ASA Connect

 View Only
  • 1.  CFA and small sample size

    Posted 06-17-2017 00:04
    Hi everyone, 

    The literature on Confirmatory Factor Analysis (CFA) suggests that large sample sizes are needed for this type of analysis. For example, an absolute sample size of 50 or more, etc.

    I am working with a survey dataset where the sample size is much smaller: n = 28. The survey has a total of 50 items grouped in 9 dimensions (or belonging to 9 subscales). Each dimension is measured via k items, where k can be as small as 3 and as large as 11. (The last four dimensions are seemingly attempting to measure the same underlying construct.) All items are measured on a 5-point scale and the majority of the respondents chose the highest values on this scale (i.e., either 4 or 5).  

    One of the answers posted on CrossValidated states: "If you know that you have several subscales, then you should fit a CFA that has that many factors".  

    My question is:

    With such a small sample, is it acceptable to fit separate single-factor models to each of the 9 subscales rather than a 9-factor CFA (or perhaps 10-factor CFA)? If not, are there any other alternatives to be considered? (It seems to me that trying to fit a full-blown CFA model to such a small data set is just not a good idea.)  

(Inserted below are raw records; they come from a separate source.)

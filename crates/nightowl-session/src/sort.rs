//! Session display ordering
//!
//! ```text
//! name  ascending, locale-style: letters, then accents, then lowercase first
//! date  newest lastModified first
//! tabs  most tabs first
//! ```

use serde::{Deserialize, Serialize};
use std::cmp::Ordering;
use unicode_normalization::char::is_combining_mark;
use unicode_normalization::UnicodeNormalization;

use crate::session::Session;

#[derive(Debug, Clone, Copy, Default, PartialEq, Eq, Serialize, Deserialize)]
#[serde(rename_all = "lowercase")]
pub enum SortMethod {
    #[default]
    Name,
    Date,
    Tabs,
}

impl SortMethod {
    /// Parse a stored or user-provided method, falling back to `Name`.
    pub fn parse_lenient(s: &str) -> Self {
        s.parse().unwrap_or_default()
    }

    pub fn as_str(&self) -> &'static str {
        match self {
            SortMethod::Name => "name",
            SortMethod::Date => "date",
            SortMethod::Tabs => "tabs",
        }
    }

    fn compare(&self, a: &Session, b: &Session) -> Ordering {
        match self {
            SortMethod::Name => compare_names(&a.name, &b.name),
            SortMethod::Date => b.last_modified.cmp(&a.last_modified),
            SortMethod::Tabs => b.tab_count().cmp(&a.tab_count()),
        }
    }
}

impl std::fmt::Display for SortMethod {
    fn fmt(&self, f: &mut std::fmt::Formatter<'_>) -> std::fmt::Result {
        write!(f, "{}", self.as_str())
    }
}

impl std::str::FromStr for SortMethod {
    type Err = String;

    fn from_str(s: &str) -> Result<Self, Self::Err> {
        match s.trim().to_lowercase().as_str() {
            "name" => Ok(SortMethod::Name),
            "date" => Ok(SortMethod::Date),
            "tabs" => Ok(SortMethod::Tabs),
            _ => Err(format!("Unknown sort method: {}", s)),
        }
    }
}

/// Compare names the way a user-facing collator would: base letters
/// ignoring accents and case, then accents, then case with lowercase first.
fn compare_names(a: &str, b: &str) -> Ordering {
    base_letters(a)
        .cmp(&base_letters(b))
        .then_with(|| folded(a).cmp(&folded(b)))
        .then_with(|| case_pattern(a).cmp(&case_pattern(b)))
        .then_with(|| a.cmp(b))
}

fn base_letters(s: &str) -> String {
    s.nfd()
        .filter(|c| !is_combining_mark(*c))
        .flat_map(char::to_lowercase)
        .collect()
}

/// Lowercased, accents kept as combining marks
fn folded(s: &str) -> String {
    s.nfd().flat_map(char::to_lowercase).collect()
}

fn case_pattern(s: &str) -> Vec<bool> {
    s.nfd()
        .filter(|c| !is_combining_mark(*c))
        .map(char::is_uppercase)
        .collect()
}

/// Return a sorted copy of `sessions`. The input is left untouched and equal
/// elements keep their relative order.
pub fn sort_sessions(sessions: &[Session], method: SortMethod) -> Vec<Session> {
    if sessions.is_empty() {
        return Vec::new();
    }

    let mut sorted = sessions.to_vec();
    sorted.sort_by(|a, b| method.compare(a, b));
    sorted
}
//! Tab error types

use thiserror::Error;

#[derive(Error, Debug)]
pub enum TabError {
    #[error("Invalid URL: {0}")]
    InvalidUrl(String),

    #[error("Could not read open tabs: {0}")]
    Source(String),

    #[error("Could not open tabs: {0}")]
    Launch(String),
}
//! Popup → background messaging
//!
//! Delivery is at-most-once and never blocks the sender. A full or closed
//! channel drops the message with a warning; receivers must not depend on
//! seeing every notification.

use serde::{Deserialize, Serialize};
use tokio::sync::mpsc::{self, error::TrySendError};

use crate::shortcut::Shortcut;

#[derive(Debug, Clone, PartialEq, Eq, Serialize, Deserialize)]
#[serde(tag = "action", rename_all = "camelCase")]
pub enum RuntimeMessage {
    /// Shortcut bindings changed in storage
    RefreshShortcuts {
        #[serde(default, skip_serializing_if = "Option::is_none")]
        shortcut: Option<Shortcut>,
    },
    /// Open the URL bound to `key`
    OpenShortcut { key: u32 },
}

impl RuntimeMessage {
    pub fn action(&self) -> &'static str {
        match self {
            RuntimeMessage::RefreshShortcuts { .. } => "refreshShortcuts",
            RuntimeMessage::OpenShortcut { .. } => "openShortcut",
        }
    }
}

/// Sending half. Cloneable; a disconnected notifier silently drops.
#[derive(Debug, Clone, Default)]
pub struct Notifier {
    tx: Option<mpsc::Sender<RuntimeMessage>>,
}

impl Notifier {
    pub fn disconnected() -> Self {
        Self::default()
    }

    /// Queue `message` without waiting. Returns whether it was queued.
    pub fn notify(&self, message: RuntimeMessage) -> bool {
        let Some(tx) = &self.tx else {
            tracing::debug!(action = message.action(), "No listener attached, dropping message");
            return false;
        };

        match tx.try_send(message) {
            Ok(()) => true,
            Err(TrySendError::Full(message)) => {
                tracing::warn!(action = message.action(), "Listener inbox full, dropping message");
                false
            }
            Err(TrySendError::Closed(message)) => {
                tracing::warn!(action = message.action(), "Listener gone, dropping message");
                false
            }
        }
    }
}

/// Receiving half, owned by the background listener.
#[derive(Debug)]
pub struct Inbox {
    rx: mpsc::Receiver<RuntimeMessage>,
}

impl Inbox {
    /// Wait for the next message; `None` once every notifier is dropped.
    pub async fn recv(&mut self) -> Option<RuntimeMessage> {
        self.rx.recv().await
    }

    pub fn try_recv(&mut self) -> Option<RuntimeMessage> {
        self.rx.try_recv().ok()
    }
}

pub fn message_channel(capacity: usize) -> (Notifier, Inbox) {
    let (tx, rx) = mpsc::channel(capacity.max(1));
    (Notifier { tx: Some(tx) }, Inbox { rx })
}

    Thanks in advance for your thoughts,

    Isabella

    ------------------------------
    Isabella Ghement
    Ghement Statistical Consulting Company Ltd.
    ------------------------------


  • 2.  RE: CFA and small sample size

    Posted 06-19-2017 10:56
    Hi Isabella,

    I very rarely give this sort of answer to clients, but with that sample size I think you should forego any CFAs or even EFAs. Compounding your small sample size here is the fact that your items are very skewed (most of respondents choosing 4 or 5). The problem there is that your items have extremely low variance which results in weak covariances and thus correlations. Factor analysis only analyzes the correlation matrix (it can also be done on a covariance matrix). Because of the skewness, the correlations are attenuated. Because of the small n, there is a great deal of sampling error in your estimates of each of the correlations. Then based on those correlations, you'd be estimating mp+p parameters of a factor model. You could not expect meaningful results from this.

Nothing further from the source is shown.